I suppose its one of these medications that is okay for some not for others, it dampens the immune system which can cause problems personally it made me very breathless and so I stopped it
Depends on the level of Methotrexate you're currently on Snoopy, it may need adjusting. In conjunction with the metho, I also take Salazoprin, has this been mentioned as well as a steroid.
Hi Snoopy It took me 5 months before my markers started to reduce and my methotrexate dose was increased after 4 months.
It's early days I was told it can be 3 months for methotrexate to fully work.
Good luck
As others have said, unforunately it can take 8 - 12 weeks to really start getting the benefit of mtx, and especially if you're in the early stages of the disease, it can seem as if things are getting worse before they get better...
That was certainly the case for me, and my markers (and pain) kept rising for quite a while after starting the mtx, but by about 8 or 9 weeks, I was definitely starting to feel a difference and thankfully that has continued so far.
Personally I would suspect 3 weeks is really too soon to make any decision as to whether the mtx is working or not, although I guess if you're on a very low starting dose (and aren't experiencing too many side effects so far), your rheumy just might want to consider increasing the dose...
I really hope you start getting some relief soon... x
I guess it depends what the inflammation is.

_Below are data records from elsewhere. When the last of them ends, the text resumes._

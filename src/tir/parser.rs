//! TIR (textual IR) parser.
//!
//! The parser is a hand-written cursor over the source text. Block references
//! (`^name`) may point forward, so they are recorded as pending resolves and
//! patched once the closing `}` of the function has been read.

use crate::core::error::{CompileError, CompileResult};
use crate::ir::{BinOp, BlockId, Instruction, IrFunction, Operand, UnOp, Var};
use std::collections::{BTreeSet, HashMap, HashSet};

/// Parse every function in `text`.
pub fn parse_ir(text: &str) -> CompileResult<Vec<IrFunction>> {
    let parser = Parser::new(text);
    parser.parse()
}

type ParseResult<T> = Result<T, String>;

struct Parser<'a> {
    text: &'a str,
    pos: usize,
    funcs: Vec<IrFunction>,
    func_names: HashSet<&'a str>,

    // Per-function state
    blocks: HashMap<&'a str, BlockId>,
    block_resolves: Vec<Resolve<'a>>,
    explicit_succs: Vec<(BlockId, Resolve<'a>)>,
}

/// Which block-id slot of an instruction a resolve patches.
#[derive(Debug, Clone, Copy, PartialEq, Eq)]
enum Slot {
    Jump,
    Then,
    Else,
    Successor,
}

#[derive(Debug)]
struct Resolve<'a> {
    name: &'a str,
    block: BlockId,
    index: usize,
    slot: Slot,
    pos: usize,
}
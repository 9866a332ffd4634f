// This module defines the error taxonomy of the backend using the thiserror crate.
// CompileError is the single error type every stage returns: structural problems in
// the control-flow graph (dangling edges, dominator sets that never converge), an
// allocator that has run out of both registers and spill slots, stack frame layout
// violations (aggregated rather than reported one at a time), out-of-bounds ABI or
// frame queries, and textual IR parse failures. No stage retries; errors propagate
// with `?` to the caller compiling the current function.

//! Error types for the backend.
//!
//! Using thiserror for more idiomatic error handling.

use crate::ir::BlockId;
use thiserror::Error;

/// Problems with the shape of a control-flow graph.
#[derive(Error, Debug, Clone, PartialEq, Eq)]
pub enum StructuralError {
    #[error("edge {from} -> {to} references missing block {missing}")]
    DanglingEdge {
        from: BlockId,
        to: BlockId,
        missing: BlockId,
    },

    #[error("dominator sets did not converge after {iterations} iterations")]
    NonConvergence { iterations: usize },

    #[error("unknown block {0}")]
    UnknownBlock(BlockId),

    #[error("block at position {position} has id {id}; ids must be dense")]
    NonDenseBlockIds { position: usize, id: BlockId },

    #[error("function {0} has no blocks")]
    EmptyFunction(String),
}

/// A single stack frame layout problem found by `validate_layout`.
#[derive(Error, Debug, Clone, PartialEq, Eq)]
pub enum LayoutViolation {
    #[error("stack frame size {frame_size} is not aligned to {alignment} bytes")]
    Misaligned { frame_size: u64, alignment: u64 },

    #[error("local variable {index} offset {offset} is out of bounds")]
    LocalOutOfFrame { index: u32, offset: u64 },

    #[error("parameter {index} offset {offset} is out of bounds")]
    ParameterOutOfFrame { index: u32, offset: u64 },
}

/// Main error type for compiling one function.
#[derive(Error, Debug, Clone, PartialEq, Eq)]
pub enum CompileError {
    #[error("structural error: {0}")]
    Structural(#[from] StructuralError),

    #[error("no register or spill slot left for {var}")]
    AllocationExhausted { var: String },

    #[error("{function}: {} stack frame layout violation(s)", .violations.len())]
    Layout {
        function: String,
        violations: Vec<LayoutViolation>,
    },

    #[error("{what} index {index} out of bounds (limit {limit})")]
    OutOfBounds {
        what: &'static str,
        index: u32,
        limit: u32,
    },

    #[error("invalid register r{reg}: {reason}")]
    InvalidRegister { reg: u8, reason: String },

    #[error("parse error at line {line}: {message}")]
    Parse { line: usize, message: String },
}

/// Result type alias for compile operations.
pub type CompileResult<T> = Result<T, CompileError>;

#[cfg(test)]
mod tests {
    use super::*;

    #[test]
    fn test_structural_error_converts() {
        let err: CompileError = StructuralError::UnknownBlock(7).into();
        assert_eq!(err.to_string(), "structural error: unknown block 7");
    }

    #[test]
    fn test_layout_error_counts_violations() {
        let err = CompileError::Layout {
            function: "main".to_string(),
            violations: vec![
                LayoutViolation::Misaligned { frame_size: 90, alignment: 16 },
                LayoutViolation::ParameterOutOfFrame { index: 9, offset: 80 },
            ],
        };
        assert_eq!(err.to_string(), "main: 2 stack frame layout violation(s)");
    }
}
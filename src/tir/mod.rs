//! Textual IR (TIR) for tests and the `cymbolc` driver.
//!
//! TIR is a small line-oriented format that lowers directly to
//! [`IrFunction`](crate::ir::IrFunction)s, so the backend can be exercised
//! without a front end.
//!
//! # TIR Format
//!
//! ```text
//! ; Comments start with semicolon
//! func max(a, b) locals 2 {
//! entry:
//!     c = gt a, b
//!     condbr c, ^then, ^else
//! then:
//!     r = a
//!     br ^merge
//! else:
//!     r = b
//!     br ^merge
//! merge:
//!     ret r
//! }
//! ```
//!
//! Instructions are `x = y`, `x = <binop> y, z`, `x = <unop> y`,
//! `x = call f(args)`, `call f(args)`, `br ^b`, `condbr c, ^t, ^e`,
//! `ret [v]` and `label name`. A block's successors follow from its
//! terminator, or from the next block when it has none. `succ ^b` lines
//! replace that derived list, which lets a test build a successor list that
//! disagrees with the branch. `locals N` defaults to the number of distinct
//! non-parameter names defined, and `entry ^b` picks a non-first entry block.

pub mod check;
pub mod parser;
pub mod printer;

pub use check::{CheckDirective, TestRunner, TestSpec};
pub use parser::parse_ir;
pub use printer::{print_function, render, PrintOptions};
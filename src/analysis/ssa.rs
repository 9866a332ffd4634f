// This module implements the SSA Graph Builder. It rewrites a Cfg in place: phi
// instructions are inserted at merge blocks (two or more predecessors) found through a
// per-variable dominance-frontier worklist, then definitions are renamed to versioned
// variables while walking the dominator tree in preorder. Versioning uses one global
// counter per variable name and one global "current version" map instead of the
// textbook per-path stack, so a definition in one dominator subtree stays visible to the
// next sibling subtree. Phi operands are filled last, one per predecessor in predecessor
// order, each naming the version current at the end of that predecessor. Version 0
// stands for the unrenamed incoming value (parameters and anything never defined).

//! SSA construction.

use super::dominators::DominatorAnalysis;
use crate::cfg::Cfg;
use crate::core::error::CompileResult;
use crate::ir::{BlockId, Instruction, Phi, PhiOperand, Var};
use log::{debug, trace};
use std::collections::{BTreeMap, BTreeSet, HashMap, VecDeque};

/// Summary of one SSA construction.
#[derive(Debug, Clone, Default, PartialEq, Eq)]
pub struct SsaReport {
    /// Phi instructions inserted, by block.
    pub phis: BTreeMap<BlockId, Vec<String>>,
    /// Highest version handed out per variable name.
    pub versions: BTreeMap<String, u32>,
}

impl SsaReport {
    pub fn phi_count(&self) -> usize {
        self.phis.values().map(Vec::len).sum()
    }

    pub fn version_count(&self, name: &str) -> u32 {
        self.versions.get(name).copied().unwrap_or(0)
    }
}

/// Converts a CFG to SSA form in place.
pub struct SsaGraphBuilder<'a> {
    dom: &'a DominatorAnalysis,
    counters: HashMap<String, u32>,
    current: HashMap<String, u32>,
    exit_versions: HashMap<BlockId, HashMap<String, u32>>,
}

impl<'a> SsaGraphBuilder<'a> {
    /// Analyze dominators of `cfg` and convert it to SSA form.
    pub fn construct(cfg: &mut Cfg) -> CompileResult<(DominatorAnalysis, SsaReport)> {
        let dom = DominatorAnalysis::analyze(cfg)?;
        let report = SsaGraphBuilder::build(cfg, &dom)?;
        Ok((dom, report))
    }

    /// Convert `cfg` to SSA form using precomputed dominator tables.
    pub fn build(cfg: &mut Cfg, dom: &'a DominatorAnalysis) -> CompileResult<SsaReport> {
        let mut builder = Self {
            dom,
            counters: HashMap::new(),
            current: HashMap::new(),
            exit_versions: HashMap::new(),
        };

        let phis = builder.insert_phis(cfg);
        builder.rename(cfg);
        builder.fill_phi_operands(cfg);

        let report = SsaReport {
            phis,
            versions: builder.counters.into_iter().collect(),
        };
        debug!(
            "SSA: {} phi(s) inserted, {} variable(s) renamed",
            report.phi_count(),
            report.versions.len()
        );
        Ok(report)
    }

    fn insert_phis(&self, cfg: &mut Cfg) -> BTreeMap<BlockId, Vec<String>> {
        let mut def_blocks: BTreeMap<String, BTreeSet<BlockId>> = BTreeMap::new();
        for block in cfg.blocks() {
            for name in block.defined_vars() {
                def_blocks
                    .entry(name.to_string())
                    .or_default()
                    .insert(block.id());
            }
        }

        let mut inserted: BTreeMap<BlockId, Vec<String>> = BTreeMap::new();
        for (name, defs) in &def_blocks {
            let mut worklist: VecDeque<BlockId> = defs.iter().copied().collect();
            let mut processed = BTreeSet::new();
            let mut has_phi = BTreeSet::new();

            while let Some(id) = worklist.pop_front() {
                if !processed.insert(id) {
                    continue;
                }
                let Some(frontier) = self.dom.dominance_frontier(id) else {
                    continue;
                };
                for &merge in frontier {
                    if cfg.predecessors(merge).len() < 2 || !has_phi.insert(merge) {
                        continue;
                    }
                    if let Some(block) = cfg.block_mut(merge) {
                        trace!("phi for {} at L{}", name, merge);
                        block.prepend_phi(Phi::new(Var::new(name.as_str())));
                        inserted.entry(merge).or_default().push(name.clone());
                    }
                    if !defs.contains(&merge) {
                        worklist.push_back(merge);
                    }
                }
            }
        }
        inserted
    }

    fn next_version(&mut self, name: &str) -> u32 {
        let counter = self.counters.entry(name.to_string()).or_insert(0);
        *counter += 1;
        let version = *counter;
        self.current.insert(name.to_string(), version);
        version
    }

    fn rename(&mut self, cfg: &mut Cfg) {
        let phi_names: BTreeSet<String> = cfg
            .blocks()
            .iter()
            .flat_map(|b| b.phis().map(|phi| phi.result.name.clone()))
            .collect();

        for id in self.dom.preorder() {
            let Some(block) = cfg.block_mut(id) else {
                continue;
            };

            for inst in block.instructions_mut() {
                if !inst.is_phi() {
                    let current = &self.current;
                    inst.for_each_use_mut(|var| {
                        var.version = current.get(&var.name).copied().unwrap_or(0);
                    });
                }
                let name = match inst.def() {
                    Some(var) => var.name.clone(),
                    None => continue,
                };
                let version = self.next_version(&name);
                if let Some(var) = inst.def_mut() {
                    var.version = version;
                }
            }

            let exit: HashMap<String, u32> = phi_names
                .iter()
                .filter_map(|name| self.current.get(name).map(|v| (name.clone(), *v)))
                .collect();
            self.exit_versions.insert(id, exit);
        }
    }

    fn fill_phi_operands(&self, cfg: &mut Cfg) {
        for id in 0..cfg.len() {
            let preds: Vec<BlockId> = cfg.predecessors(id).iter().copied().collect();
            let Some(block) = cfg.block_mut(id) else {
                continue;
            };

            for inst in block.instructions_mut() {
                let Instruction::Phi(phi) = inst else {
                    break;
                };
                phi.operands = preds
                    .iter()
                    .map(|&pred| {
                        let version = self
                            .exit_versions
                            .get(&pred)
                            .and_then(|exit| exit.get(&phi.result.name))
                            .copied()
                            .unwrap_or(0);
                        PhiOperand {
                            pred,
                            value: Var::versioned(phi.result.name.as_str(), version),
                        }
                    })
                    .collect();
            }
        }
    }
}
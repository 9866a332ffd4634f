//! Structural integrity checks over a control-flow graph.
//!
//! The checker never stops at the first problem: it walks the whole graph and
//! returns an [`IntegrityReport`] listing every issue found. Issues that make
//! later analyses meaningless (bad edge endpoints, duplicate edges, branches
//! to missing blocks) are errors; the rest are warnings that only get logged.

use super::{BranchMismatch, Cfg, Edge};
use crate::ir::{BasicBlock, BlockId, Instruction};
use log::{debug, warn};
use std::collections::HashSet;
use std::fmt;

#[derive(Debug, Clone, PartialEq, Eq)]
pub enum IntegrityIssue {
    EmptyCfg,
    InvalidEdgeSource { source: BlockId, target: BlockId },
    InvalidEdgeTarget { source: BlockId, target: BlockId },
    DuplicateEdge { source: BlockId, target: BlockId },
    InvalidJumpTarget { block: BlockId, target: BlockId },
    UnreachableBlock(BlockId),
    EmptyBlock(BlockId),
    BranchMismatch(BranchMismatch),
}

impl IntegrityIssue {
    pub fn is_error(&self) -> bool {
        match self {
            IntegrityIssue::EmptyCfg
            | IntegrityIssue::InvalidEdgeSource { .. }
            | IntegrityIssue::InvalidEdgeTarget { .. }
            | IntegrityIssue::DuplicateEdge { .. }
            | IntegrityIssue::InvalidJumpTarget { .. } => true,
            IntegrityIssue::UnreachableBlock(_)
            | IntegrityIssue::EmptyBlock(_)
            | IntegrityIssue::BranchMismatch(_) => false,
        }
    }
}

impl fmt::Display for IntegrityIssue {
    fn fmt(&self, f: &mut fmt::Formatter<'_>) -> fmt::Result {
        match self {
            IntegrityIssue::EmptyCfg => write!(f, "CFG has no blocks"),
            IntegrityIssue::InvalidEdgeSource { source, target } => {
                write!(f, "edge L{} -> L{} has an invalid source", source, target)
            }
            IntegrityIssue::InvalidEdgeTarget { source, target } => {
                write!(f, "edge L{} -> L{} has an invalid target", source, target)
            }
            IntegrityIssue::DuplicateEdge { source, target } => {
                write!(f, "duplicate edge L{} -> L{}", source, target)
            }
            IntegrityIssue::InvalidJumpTarget { block, target } => {
                write!(f, "L{} branches to missing block L{}", block, target)
            }
            IntegrityIssue::UnreachableBlock(id) => write!(f, "L{} is unreachable", id),
            IntegrityIssue::EmptyBlock(id) => write!(f, "L{} is empty", id),
            IntegrityIssue::BranchMismatch(m) => write!(f, "{}", m),
        }
    }
}

#[derive(Debug, Clone, Default, PartialEq, Eq)]
pub struct IntegrityReport {
    issues: Vec<IntegrityIssue>,
}

impl IntegrityReport {
    /// No error-level issues. Warnings do not invalidate a graph.
    pub fn is_valid(&self) -> bool {
        !self.issues.iter().any(IntegrityIssue::is_error)
    }

    pub fn issues(&self) -> &[IntegrityIssue] {
        &self.issues
    }

    pub fn errors(&self) -> impl Iterator<Item = &IntegrityIssue> {
        self.issues.iter().filter(|i| i.is_error())
    }

    pub fn warnings(&self) -> impl Iterator<Item = &IntegrityIssue> {
        self.issues.iter().filter(|i| !i.is_error())
    }

    pub fn len(&self) -> usize {
        self.issues.len()
    }

    pub fn is_empty(&self) -> bool {
        self.issues.is_empty()
    }
}

impl fmt::Display for IntegrityReport {
    fn fmt(&self, f: &mut fmt::Formatter<'_>) -> fmt::Result {
        if self.issues.is_empty() {
            return writeln!(f, "CFG integrity: ok");
        }
        writeln!(f, "CFG integrity: {} issue(s)", self.issues.len())?;
        for issue in &self.issues {
            let level = if issue.is_error() { "error" } else { "warning" };
            writeln!(f, "  {}: {}", level, issue)?;
        }
        Ok(())
    }
}

pub struct IntegrityChecker;

impl IntegrityChecker {
    /// Check a built CFG, including the mismatches its builder flagged.
    pub fn check(cfg: &Cfg) -> IntegrityReport {
        let mut report = Self::check_parts(cfg.blocks(), cfg.edges());
        report.issues.extend(
            cfg.mismatches()
                .iter()
                .copied()
                .map(IntegrityIssue::BranchMismatch),
        );
        Self::log(&report);
        report
    }

    /// Check raw blocks and edges with block 0 as the entry.
    pub fn check_parts(blocks: &[BasicBlock], edges: &[Edge]) -> IntegrityReport {
        let mut issues = Vec::new();
        if blocks.is_empty() {
            issues.push(IntegrityIssue::EmptyCfg);
            return IntegrityReport { issues };
        }

        let n = blocks.len();
        let mut seen = HashSet::new();
        let mut succs = vec![Vec::new(); n];
        for edge in edges {
            let (source, target) = (edge.source, edge.target);
            if source >= n {
                issues.push(IntegrityIssue::InvalidEdgeSource { source, target });
                continue;
            }
            if target >= n {
                issues.push(IntegrityIssue::InvalidEdgeTarget { source, target });
                continue;
            }
            if !seen.insert((source, target)) {
                issues.push(IntegrityIssue::DuplicateEdge { source, target });
                continue;
            }
            succs[source].push(target);
        }

        for block in blocks {
            let targets: Vec<BlockId> = match block.terminator() {
                Some(Instruction::Jump(t)) => vec![*t],
                Some(Instruction::CondJump {
                    then_target,
                    else_target,
                    ..
                }) => vec![*then_target, *else_target],
                _ => Vec::new(),
            };
            for target in targets {
                if target >= n {
                    issues.push(IntegrityIssue::InvalidJumpTarget {
                        block: block.id(),
                        target,
                    });
                }
            }
        }

        let mut reachable = vec![false; n];
        let mut queue = std::collections::VecDeque::from([0]);
        reachable[0] = true;
        while let Some(id) = queue.pop_front() {
            for &succ in &succs[id] {
                if !reachable[succ] {
                    reachable[succ] = true;
                    queue.push_back(succ);
                }
            }
        }
        for (id, _) in reachable.iter().enumerate().filter(|(_, r)| !**r) {
            issues.push(IntegrityIssue::UnreachableBlock(id));
        }

        for block in blocks.iter().filter(|b| b.is_empty()) {
            issues.push(IntegrityIssue::EmptyBlock(block.id()));
        }

        IntegrityReport { issues }
    }

    fn log(report: &IntegrityReport) {
        for issue in &report.issues {
            if issue.is_error() {
                warn!("CFG integrity error: {}", issue);
            } else {
                debug!("CFG integrity warning: {}", issue);
            }
        }
    }
}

Is it the auto immunity still? Have you had a cold etc?
I’m on 7 x 2.5 methotrexate a week but I think I started on 4 or 5 back in 2011.
I went up to 8 once but started feeling nauseous so went back to 7 again.
Good luck 😉
Hi Snoopy29, are you taking pills or injections.They say it sometimes takes 6 -8 weeks for it to work . Is that all you are taking. Hope this helps you.
Hi Snoopy, I was on methotrexate for 9 years and it’s the best medication I have taken but it took a while to settle down and become effective. I started on 20 mill a week but got some poor liver results so came off for a month then went back on at 15 mill once my liver had settled down. It does take about 3 months to become effective but it worked really well for me. My rheumatologist then recommended combining it with hydroxychloroquine which improved things a bit more but I would say don’t do it if you don’t need it.
I think the nurse is perhaps a bit premature in saying the MTX is not working. It kicks in slowly. It can take 2 or 3 months for it to get going. In the meantime, a lot of people are put on a short course of steroids (which works wonders). I was given a steroid injection right at the start, but did not notice any improvement with that. However, the tablets worked very well.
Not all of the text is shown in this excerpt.